The BT or Bibliotheca Teubneriana has been around for morfe than a century, less good paper than the OCT but amazingly wide range of Greek and Latin text editions, these can often be found in used bookshops and are well worth buying, even hoarding for future use.

After getting a good head start, what would be best to read? I feel the poets are the heart of Latin literature, Catullus is a good beginning and not too hard, Horace is harder but the poems are short and many are approachable, Ovid is great and much fun. But it is Vergil which is the center, the great master, the supreme artist with words, and Vergil is enough if you read nothing else, since there is a lifetime of lucubration in that one volume.

History is a natural subject for many, Livy starts off well, Tacitus is wonderful but real hard, hold him till later. For a start, Eutropius is simple and sort of pathetic, but good reading for a beginner. I find Caesar great as a terse stylist, military mastermind, and grand politician on the large screen, but you have to read him fast or you lose the sense of those campaigns. (We treated the Native Americans just as he taught us in his treatment of the Gauls; he subjected, we went a step further intending genocide.
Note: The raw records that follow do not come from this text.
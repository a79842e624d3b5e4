// Copyright 2017-2019 Sean Gillespie.
//
// Licensed under the Apache License, Version 2.0 <LICENSE-APACHE or
// http://www.apache.org/licenses/LICENSE-2.0> or the MIT license
// <LICENSE-MIT or http://opensource.org/licenses/MIT>, at your
// option. This file may not be copied, modified, or distributed
// except according to those terms.

use gambit::types::Square;
use gambit::{Board, Color, Game, GameError, Move, PieceKind};

fn mov(notation: &str) -> Move {
    notation.parse().unwrap()
}

fn play(game: &mut Game, notations: &[&str]) {
    for notation in notations {
        game.apply_move(mov(notation)).unwrap();
    }
}

#[test]
fn fools_mate() {
    let _ = env_logger::try_init();
    let mut game = Game::new();
    play(&mut game, &["f2-f3", "e7-e5", "g2-g4", "d8-h4"]);

    assert!(game.in_check());
    assert!(game.legal_moves().is_empty());
    assert!(game.is_finished());
    assert_eq!(Some(Color::Black), game.winner().unwrap());
    assert_eq!(GameError::Finished, game.apply_move(mov("a2-a3")).unwrap_err());
}

#[test]
fn stalemate_is_a_draw() {
    let _ = env_logger::try_init();
    let mut board = Board::empty();
    board.new_piece(PieceKind::King, Color::Black, Square::A8);
    board.new_piece(PieceKind::Queen, Color::White, Square::C7);
    board.new_piece(PieceKind::King, Color::White, Square::E1);
    let game = Game::from_board(board, Color::Black);

    assert!(!game.in_check());
    assert!(game.legal_moves().is_empty());
    assert!(game.is_finished());
    assert_eq!(None, game.winner().unwrap());
}

#[test]
fn bare_kings_draw_immediately() {
    let _ = env_logger::try_init();
    let mut board = Board::empty();
    board.new_piece(PieceKind::King, Color::White, Square::E1);
    board.new_piece(PieceKind::King, Color::Black, Square::E8);
    let game = Game::from_board(board, Color::White);

    assert!(game.is_finished());
    assert_eq!(None, game.winner().unwrap());
}

#[test]
fn lone_minor_piece_cannot_mate() {
    let _ = env_logger::try_init();
    let mut board = Board::empty();
    board.new_piece(PieceKind::King, Color::White, Square::E1);
    board.new_piece(PieceKind::Bishop, Color::White, Square::C1);
    board.new_piece(PieceKind::King, Color::Black, Square::E8);
    board.new_piece(PieceKind::Knight, Color::Black, Square::B8);
    let game = Game::from_board(board, Color::White);
    assert!(game.is_finished());
    assert_eq!(None, game.winner().unwrap());
}

#[test]
fn two_minors_on_one_side_keep_the_game_alive() {
    let _ = env_logger::try_init();
    let mut board = Board::empty();
    board.new_piece(PieceKind::King, Color::White, Square::E1);
    board.new_piece(PieceKind::Bishop, Color::White, Square::C1);
    board.new_piece(PieceKind::Knight, Color::White, Square::B1);
    board.new_piece(PieceKind::King, Color::Black, Square::E8);
    let game = Game::from_board(board, Color::White);
    assert!(!game.is_finished());
}

#[test]
fn rook_endings_are_not_drawn_by_material() {
    let _ = env_logger::try_init();
    let mut board = Board::empty();
    board.new_piece(PieceKind::King, Color::White, Square::E1);
    board.new_piece(PieceKind::Rook, Color::White, Square::A1);
    board.new_piece(PieceKind::King, Color::Black, Square::E8);
    let game = Game::from_board(board, Color::White);
    assert!(!game.is_finished());
}

#[test]
fn threefold_repetition_draws() {
    let _ = env_logger::try_init();
    let mut game = Game::new();
    let initial = game.board().layout_key();
    assert_eq!(1, game.repetition_count(&initial));

    // Two full knight shuffles return to the initial layout twice more.
    play(
        &mut game,
        &["g1-f3", "g8-f6", "f3-g1", "f6-g8", "g1-f3", "g8-f6", "f3-g1"],
    );
    assert!(!game.is_finished());
    play(&mut game, &["f6-g8"]);

    assert_eq!(3, game.repetition_count(&initial));
    assert!(game.is_finished());
    assert_eq!(None, game.winner().unwrap());
}

#[test]
fn en_passant_removes_the_passed_pawn() {
    let _ = env_logger::try_init();
    let mut game = Game::new();
    play(&mut game, &["e2-e4", "a7-a6", "e4-e5", "d7-d5"]);

    let en_passant = mov("e5xd6 e.p.");
    assert!(game.legal_moves().contains(&en_passant));

    game.apply_move(en_passant).unwrap();
    // The victim stood behind the destination square.
    assert!(game.board().piece_at(Square::D5).is_none());
    let capturer = game.board().piece_at(Square::D6).unwrap();
    assert_eq!(PieceKind::Pawn, capturer.kind);
    assert_eq!(Color::White, capturer.color);
    assert_eq!(7, game.board().pawns(Some(Color::Black)).count());

    game.unapply_last_move();
    assert!(game.board().piece_at(Square::D5).is_some());
    assert!(game.board().piece_at(Square::D6).is_none());
    assert_eq!(8, game.board().pawns(Some(Color::Black)).count());
}

#[test]
fn en_passant_expires_after_one_move() {
    let _ = env_logger::try_init();
    let mut game = Game::new();
    play(&mut game, &["e2-e4", "a7-a6", "e4-e5", "d7-d5", "h2-h3", "a6-a5"]);
    // The double push is two moves old now.
    assert!(!game.legal_moves().contains(&mov("e5xd6 e.p.")));
}

#[test]
fn short_castle_moves_king_and_rook() {
    let _ = env_logger::try_init();
    let mut game = Game::new();
    play(
        &mut game,
        &["e2-e4", "e7-e5", "g1-f3", "g8-f6", "f1-c4", "f8-c5"],
    );

    assert!(game.legal_moves().contains(&mov("O-O")));
    game.apply_move(mov("O-O")).unwrap();

    let king = game.board().piece_at(Square::G1).unwrap();
    assert_eq!(PieceKind::King, king.kind);
    let rook = game.board().piece_at(Square::F1).unwrap();
    assert_eq!(PieceKind::Rook, rook.kind);
    assert!(game.board().piece_at(Square::E1).is_none());
    assert!(game.board().piece_at(Square::H1).is_none());

    game.unapply_last_move();
    assert_eq!(
        PieceKind::King,
        game.board().piece_at(Square::E1).unwrap().kind
    );
    assert_eq!(
        PieceKind::Rook,
        game.board().piece_at(Square::H1).unwrap().kind
    );
}

#[test]
fn castling_rights_die_with_rook_moves() {
    let _ = env_logger::try_init();
    let mut game = Game::new();
    play(
        &mut game,
        &["e2-e4", "e7-e5", "g1-f3", "g8-f6", "f1-c4", "f8-c5"],
    );
    // Shuffle the rook out and back; the right is gone for good even
    // though the layout is restored.
    play(&mut game, &["h1-f1", "a7-a6", "f1-h1", "b7-b6"]);

    assert!(!game.legal_moves().contains(&mov("O-O")));
    assert_eq!(
        GameError::IllegalMove(mov("O-O")),
        game.apply_move(mov("O-O")).unwrap_err()
    );
}

#[test]
fn castling_blocked_out_of_check() {
    let _ = env_logger::try_init();
    let mut board = Board::empty();
    board.new_piece(PieceKind::King, Color::White, Square::E1);
    board.new_piece(PieceKind::Rook, Color::White, Square::H1);
    board.new_piece(PieceKind::King, Color::Black, Square::E8);
    board.new_piece(PieceKind::Rook, Color::Black, Square::E5);
    let game = Game::from_board(board, Color::White);

    assert!(game.in_check());
    assert!(!game.legal_moves().contains(&mov("O-O")));
}

#[test]
fn castling_blocked_through_attacked_square() {
    let _ = env_logger::try_init();
    let mut board = Board::empty();
    board.new_piece(PieceKind::King, Color::White, Square::E1);
    board.new_piece(PieceKind::Rook, Color::White, Square::H1);
    board.new_piece(PieceKind::King, Color::Black, Square::E8);
    board.new_piece(PieceKind::Rook, Color::Black, Square::F5);
    let game = Game::from_board(board, Color::White);

    // The king would pass through f1, which the rook covers.
    assert!(!game.in_check());
    assert!(!game.legal_moves().contains(&mov("O-O")));
}

#[test]
fn promotion_swaps_the_pawn_for_a_new_piece() {
    let _ = env_logger::try_init();
    let mut board = Board::empty();
    board.new_piece(PieceKind::King, Color::White, Square::E1);
    board.new_piece(PieceKind::Pawn, Color::White, Square::A7);
    board.new_piece(PieceKind::King, Color::Black, Square::E8);
    board.new_piece(PieceKind::Rook, Color::Black, Square::B8);
    let mut game = Game::from_board(board, Color::White);

    // Push promotions and the capture promotion onto b8 both offered.
    assert!(game.legal_moves().contains(&mov("a7-a8=Q")));
    assert!(game.legal_moves().contains(&mov("a7-a8=N")));
    assert!(game.legal_moves().contains(&mov("a7xb8=Q")));

    game.apply_move(mov("a7xb8=Q")).unwrap();
    let queen = game.board().piece_at(Square::B8).unwrap();
    assert_eq!(PieceKind::Queen, queen.kind);
    assert_eq!(Color::White, queen.color);
    assert_eq!(0, game.board().pawns(Some(Color::White)).count());

    game.unapply_last_move();
    let pawn = game.board().piece_at(Square::A7).unwrap();
    assert_eq!(PieceKind::Pawn, pawn.kind);
    let rook = game.board().piece_at(Square::B8).unwrap();
    assert_eq!(PieceKind::Rook, rook.kind);
    assert_eq!(Color::Black, rook.color);
}

#[test]
fn winner_is_unavailable_mid_game() {
    let _ = env_logger::try_init();
    let mut game = Game::new();
    play(&mut game, &["e2-e4"]);
    assert_eq!(GameError::NotFinished, game.winner().unwrap_err());
}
Caesar was read by every American army man for two centuries...the result for the Native Americans is well known!

There is an astonishing array of technical writers, whom the Classical scholars seem to ignore totally. Cato on agriculture is a genuine document from the early period, mean conservative S.O.B. as he was. Columella on agriculture backs up Virgil's Georgics with dirt-farming experience. Vitruvius' treatise De Architecture from 28 BC is detailed, comprehensive, and written in the ordinary Latin of an actual contractor. Discovered in the early Renaissance it had a remarkable afterlife in modern times as former of architectural taste for centuries. And then there are the medical writers, Scribonius Largus, and of course Celsus with special interest in surgery. And what about Law, the discovered text of Gaius describing the whole framework of Roman society in legal aspect, let along the preserved later Jurists?
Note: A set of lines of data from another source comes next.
// Copyright 2017-2019 Sean Gillespie.
//
// Licensed under the Apache License, Version 2.0 <LICENSE-APACHE or
// http://www.apache.org/licenses/LICENSE-2.0> or the MIT license
// <LICENSE-MIT or http://opensource.org/licenses/MIT>, at your
// option. This file may not be copied, modified, or distributed
// except according to those terms.
use std::fmt;

use hashbrown::HashMap;

use crate::types::{Color, File, Piece, PieceId, PieceKind, Rank, Square, TableIndex};
use crate::types::{FILES, RANKS};

/// Piece placement for a game of chess: a square-indexed grid, a reverse
/// index from piece identity to square, and per-color piece lists ordered
/// by insertion.
///
/// The grid and the reverse index are kept mutually inverse at all times.
/// A `Board` does no legality checking whatsoever; it is a placement
/// structure and nothing more.
#[derive(Clone, Debug)]
pub struct Board {
    grid: [Option<Piece>; 64],
    index: HashMap<PieceId, Square>,
    white_pieces: Vec<Piece>,
    black_pieces: Vec<Piece>,
    next_id: u32,
}

impl Board {
    /// Creates a board with no pieces on it.
    pub fn empty() -> Board {
        Board {
            grid: [None; 64],
            index: HashMap::new(),
            white_pieces: Vec::new(),
            black_pieces: Vec::new(),
            next_id: 0,
        }
    }

    /// Creates a board in the standard chess starting position.
    pub fn standard() -> Board {
        let mut board = Board::empty();
        board.populate_figures(Color::Black, Rank::Eight);
        board.populate_pawns(Color::Black, Rank::Seven);
        board.populate_pawns(Color::White, Rank::Two);
        board.populate_figures(Color::White, Rank::One);
        board
    }

    fn populate_figures(&mut self, color: Color, rank: Rank) {
        static BACK_RANK: [PieceKind; 8] = [
            PieceKind::Rook,
            PieceKind::Knight,
            PieceKind::Bishop,
            PieceKind::Queen,
            PieceKind::King,
            PieceKind::Bishop,
            PieceKind::Knight,
            PieceKind::Rook,
        ];

        for (file, &kind) in FILES.iter().zip(BACK_RANK.iter()) {
            self.new_piece(kind, color, Square::of(*file, rank));
        }
    }

    fn populate_pawns(&mut self, color: Color, rank: Rank) {
        for &file in &FILES {
            self.new_piece(PieceKind::Pawn, color, Square::of(file, rank));
        }
    }

    /// Creates a brand-new piece with a fresh identity and places it on
    /// the given square. Used at setup and at promotion.
    pub fn new_piece(&mut self, kind: PieceKind, color: Color, square: Square) -> Piece {
        let piece = Piece {
            id: PieceId(self.next_id),
            kind,
            color,
        };
        self.next_id += 1;
        self.place(piece, square);
        piece
    }

    /// Places an existing piece on the given square, recording it in the
    /// reverse index and appending it to its color's piece list.
    ///
    /// Panics if the square is already occupied; the rule layer never
    /// stacks pieces.
    pub fn place(&mut self, piece: Piece, square: Square) {
        let slot = &mut self.grid[square.as_index()];
        assert!(
            slot.is_none(),
            "place: square {} is already occupied",
            square
        );
        *slot = Some(piece);
        self.index.insert(piece.id, square);
        match piece.color {
            Color::White => self.white_pieces.push(piece),
            Color::Black => self.black_pieces.push(piece),
        }
    }

    /// Removes and returns the occupant of the given square, detaching it
    /// from the reverse index and its color's piece list.
    ///
    /// Panics if the square is empty: callers always know the occupant
    /// exists, so an empty square here means the grid and index have
    /// diverged.
    pub fn remove(&mut self, square: Square) -> Piece {
        let piece = self.grid[square.as_index()]
            .take()
            .unwrap_or_else(|| panic!("remove: square {} is empty", square));
        self.index.remove(&piece.id);
        let list = match piece.color {
            Color::White => &mut self.white_pieces,
            Color::Black => &mut self.black_pieces,
        };
        let pos = list
            .iter()
            .position(|p| p.id == piece.id)
            .expect("piece list out of sync with grid");
        list.remove(pos);
        piece
    }

    pub fn piece_at(&self, square: Square) -> Option<Piece> {
        self.grid[square.as_index()]
    }

    /// The square a placed piece stands on.
    ///
    /// Panics if the piece is not on the board; looking up a removed piece
    /// is an internal defect, not a recoverable condition.
    pub fn square_of(&self, piece: Piece) -> Square {
        match self.index.get(&piece.id) {
            Some(&sq) => sq,
            None => panic!("piece {} is not on the board", piece),
        }
    }

    /// All pieces of the given color, or of both colors (White first) if
    /// `color` is `None`, in insertion order.
    pub fn pieces(&self, color: Option<Color>) -> impl Iterator<Item = Piece> + '_ {
        let (white, black): (&[Piece], &[Piece]) = match color {
            Some(Color::White) => (&self.white_pieces, &[]),
            Some(Color::Black) => (&[], &self.black_pieces),
            None => (&self.white_pieces, &self.black_pieces),
        };
        white.iter().chain(black.iter()).copied()
    }

    pub fn pawns(&self, color: Option<Color>) -> impl Iterator<Item = Piece> + '_ {
        self.pieces(color).filter(|p| p.kind == PieceKind::Pawn)
    }

    /// All non-pawn pieces.
    pub fn figures(&self, color: Option<Color>) -> impl Iterator<Item = Piece> + '_ {
        self.pieces(color).filter(|p| p.kind != PieceKind::Pawn)
    }

    /// The first king of the given color, if one is placed.
    pub fn king(&self, color: Color) -> Option<Piece> {
        self.pieces(Some(color)).find(|p| p.kind == PieceKind::King)
    }

    /// Canonical serialization of the piece layout, used as the repetition
    /// key. Ranks from eight down to one separated by `/`, each square as
    /// its FEN piece character or `.` when empty. Two keys are equal iff
    /// every square matches; side to move, castling rights and en-passant
    /// rights are deliberately not part of the key.
    pub fn layout_key(&self) -> String {
        let mut key = String::with_capacity(71);
        for &rank in RANKS.iter().rev() {
            for &file in &FILES {
                match self.piece_at(Square::of(file, rank)) {
                    Some(piece) => key.push(piece.fen_char()),
                    None => key.push('.'),
                }
            }
            if rank != Rank::One {
                key.push('/');
            }
        }
        key
    }
}

impl fmt::Display for Board {
    fn fmt(&self, f: &mut fmt::Formatter) -> fmt::Result {
        for &rank in RANKS.iter().rev() {
            for &file in &FILES {
                match self.piece_at(Square::of(file, rank)) {
                    Some(piece) => write!(f, " {} ", piece)?,
                    None => write!(f, " . ")?,
                }
            }
            writeln!(f, "| {}", rank)?;
        }

        for _ in &FILES {
            write!(f, "---")?;
        }
        writeln!(f)?;
        for &file in &FILES {
            write!(f, " {} ", file)?;
        }
        writeln!(f)?;
        Ok(())
    }
}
Nobody should go without reading Petronius' Satyricon, fragmentary as it is, and for a more magical moment Apuleius' Golden Ass which is not fragmentary, a world of sheer mystery and magic.

* * *

My best wishes to all of you who undertake the study of Latin. Whether you are an undergraduate who is heading to Law School, an artist who is looking for high artistic achievement in another era and area, or someone who once did some Latin back in the school-days and would like to renew the acquaintance now, less for nostalgia than for the opening of new doors -- the study of Latin or any language which has a vital literary tradition is more than worthwhile as an investment of time. It can be challenging, absorbing and intellectually rewarding. And at the same time it can be something we often forget about: It can be fun!